I've not really been myself since I moved to the new apartment, and that in itself is not really surprising.
But I'm settled in now, and the cyclical madness at work is beginning to subside, so theoretically I should be feeling better, shouldn't I? But I'm not, and I am even becoming un-okay in new and creative ways. What's with that?
Then it hit me today that I am not doing something new and crazy, but rather something old and familiar. If you've looked at the calendar, you might even have known this before I did.

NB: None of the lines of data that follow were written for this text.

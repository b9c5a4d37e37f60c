//! CSV snapshots: each run's cache and report source.

use crate::error::{GpointsError, Result};
use crate::model::{CommitRecord, ContributorRecord, COMMIT_HEADERS, CONTRIBUTOR_HEADERS};
use csv::{ReaderBuilder, Writer, WriterBuilder};
use serde::de::DeserializeOwned;
use std::fs::File;
use std::path::Path;

/// Streams commit rows to disk as they are scored. Rows already written
/// stay on disk if the run aborts.
pub struct CommitCsvWriter {
    inner: Writer<File>,
}

impl CommitCsvWriter {
    pub fn create(path: &Path) -> Result<Self> {
        if let Some(parent) = path.parent() {
            if !parent.as_os_str().is_empty() {
                std::fs::create_dir_all(parent)?;
            }
        }
        let mut inner = WriterBuilder::new().has_headers(false).from_path(path)?;
        inner.write_record(COMMIT_HEADERS)?;
        Ok(Self { inner })
    }

    pub fn write(&mut self, record: &CommitRecord) -> Result<()> {
        self.inner.serialize(record)?;
        self.inner.flush()?;
        Ok(())
    }

    pub fn finish(mut self) -> Result<()> {
        self.inner.flush()?;
        Ok(())
    }
}

pub fn write_contributors(path: &Path, contributors: &[ContributorRecord]) -> Result<()> {
    if let Some(parent) = path.parent() {
        if !parent.as_os_str().is_empty() {
            std::fs::create_dir_all(parent)?;
        }
    }
    let mut writer = WriterBuilder::new().has_headers(false).from_path(path)?;
    writer.write_record(CONTRIBUTOR_HEADERS)?;
    for contributor in contributors {
        writer.serialize(contributor)?;
    }
    writer.flush()?;
    Ok(())
}

pub fn read_commits(path: &Path) -> Result<Vec<CommitRecord>> {
    read_rows(path, &COMMIT_HEADERS)
}

pub fn read_contributors(path: &Path) -> Result<Vec<ContributorRecord>> {
    read_rows(path, &CONTRIBUTOR_HEADERS)
}

fn read_rows<T: DeserializeOwned>(path: &Path, expected: &[&str]) -> Result<Vec<T>> {
    let mut reader = ReaderBuilder::new().has_headers(true).from_path(path)?;

    let headers = reader.headers()?;
    for column in expected {
        if !headers.iter().any(|h| h == *column) {
            return Err(GpointsError::Parse(format!(
                "{} is missing column '{}'",
                path.display(),
                column
            )));
        }
    }

    let mut rows = Vec::new();
    for row in reader.deserialize() {
        rows.push(row?);
    }
    Ok(rows)
}
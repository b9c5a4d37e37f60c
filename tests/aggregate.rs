mod common;

use common::record;
use gpoints::aggregate::{eligible_id, is_automated, ScoreBoard};
use gpoints::score::Scorer;
use pretty_assertions::assert_eq;

#[test]
fn automated_names_are_matched_by_substring() {
    assert!(is_automated("GitHub"));
    assert!(is_automated("github-actions"));
    assert!(is_automated("dependabot[bot]"));
    assert!(is_automated("Renovate Bot"));
    assert!(is_automated("Abbott"));
    assert!(!is_automated("Alice"));
    assert_eq!(eligible_id("web-flow GitHub", Some(19864447)), None);
    assert_eq!(eligible_id("Alice", Some(1)), Some(1));
    assert_eq!(eligible_id("Alice", None), None);
}

#[test]
fn excluded_author_does_not_affect_committer() {
    let commits = [record("a1", ("dependabot", Some(1)), ("Alice", Some(2)), 300)];
    let board = ScoreBoard::from_commits(&commits);

    assert_eq!(board.get(1), None);
    assert_eq!(board.points_for(2), Some(300));
    assert_eq!(board.len(), 1);
}

#[test]
fn excluded_committer_does_not_affect_author() {
    let commits = [record("a1", ("Alice", Some(2)), ("GitHub", Some(19864447)), 150)];
    let board = ScoreBoard::from_commits(&commits);

    assert_eq!(board.points_for(2), Some(150));
    assert_eq!(board.points_for(19864447), None);
}

#[test]
fn author_and_committer_are_both_credited() {
    let commits = [record("a1", ("Alice", Some(1)), ("Bob", Some(2)), 275)];
    let board = ScoreBoard::from_commits(&commits);

    assert_eq!(board.points_for(1), Some(275));
    assert_eq!(board.points_for(2), Some(275));
    assert_eq!(board.total_points(), 550);
}

#[test]
fn self_committed_commit_counts_for_both_roles() {
    let scorer = Scorer::default();
    let points = scorer.score("Initial commit", 500, 0, false);
    assert_eq!(points, 5);

    let commits = [record("a1", ("alice", Some(7)), ("alice", Some(7)), points)];
    let board = ScoreBoard::from_commits(&commits);

    assert_eq!(board.points_for(7), Some(10));
    assert_eq!(board.names_for(7), Some(&["alice".to_string()][..]));
}

#[test]
fn display_names_accumulate_in_first_seen_order() {
    let commits = [
        record("a1", ("Alice B.", Some(1)), ("Alice B.", None), 100),
        record("a2", ("Alice", Some(1)), ("Bob", Some(2)), 200),
        record("a3", ("Alice B.", Some(1)), ("Bob", Some(2)), 300),
    ];
    let board = ScoreBoard::from_commits(&commits);

    let alice = board.get(1).expect("alice is credited");
    assert_eq!(alice.names, vec!["Alice B.".to_string(), "Alice".to_string()]);
    assert_eq!(alice.points, 600);
    assert_eq!(alice.label(), "Alice B., Alice (1)");

    let ids: Vec<u64> = board.entries().iter().map(|e| e.id).collect();
    assert_eq!(ids, vec![1, 2]);
}

#[test]
fn unresolved_actors_never_enter_the_board() {
    let commits = [
        record("a1", ("Alice", None), ("Bob", None), 100),
        record("a2", ("bot", Some(3)), ("GitHub", Some(4)), 100),
    ];
    let board = ScoreBoard::from_commits(&commits);

    assert!(board.is_empty());
    assert_eq!(board.total_points(), 0);
    assert!(board.to_entries().is_empty());
}

#[test]
fn exclusion_is_per_commit() {
    let commits = [
        record("a1", ("alice-bot", Some(1)), ("alice-bot", Some(1)), 100),
        record("a2", ("alice", Some(1)), ("alice", None), 40),
    ];
    let board = ScoreBoard::from_commits(&commits);

    let alice = board.get(1).expect("credited by second commit");
    assert_eq!(alice.points, 40);
    assert_eq!(alice.names, vec!["alice".to_string()]);
}

#[test]
fn totals_saturate_at_the_maximum() {
    let mut board = ScoreBoard::new();
    board.credit(1, "alice", u64::MAX);
    board.credit(1, "alice", 125);
    board.credit(2, "bob", 10);

    assert_eq!(board.points_for(1), Some(u64::MAX));
    assert_eq!(board.points_for(2), Some(10));
    assert_eq!(board.total_points(), u64::MAX);
}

Dan's birthday is Monday. The anniversay of his death is Halloween night. And even though I am feeling it more manageably this year and beginning the dread later in the month than in the past, it's here. It just snuck up on me. I suppose that is good. It is certainly better than the years where I watched it coming for more than a month, growing increasingly desperate that Dan was going to die all over again and there was nothing I could do to stop it. I'm grateful that it is no longer so toxically potent in my mind, and that I no longer become so unhinged and despairing.
So, I'm going to try to cut myself a little slack for feeling crappy, and for being antisocial. I'm going to try to realize that just because I feel awful, that doesn't necessarily mean there is a reason for it that I can act on. Sometimes it is just the time of year when I feel sad and alone, and it is okay to feel sad and alone, and there is no need to seek a cause for it in the people and activities and other components of my present life.
It's one of the seasons of me, and understanding that, I'm just going to try not to find people and things in my life to blame for my sorrow. Time passes, and so will this.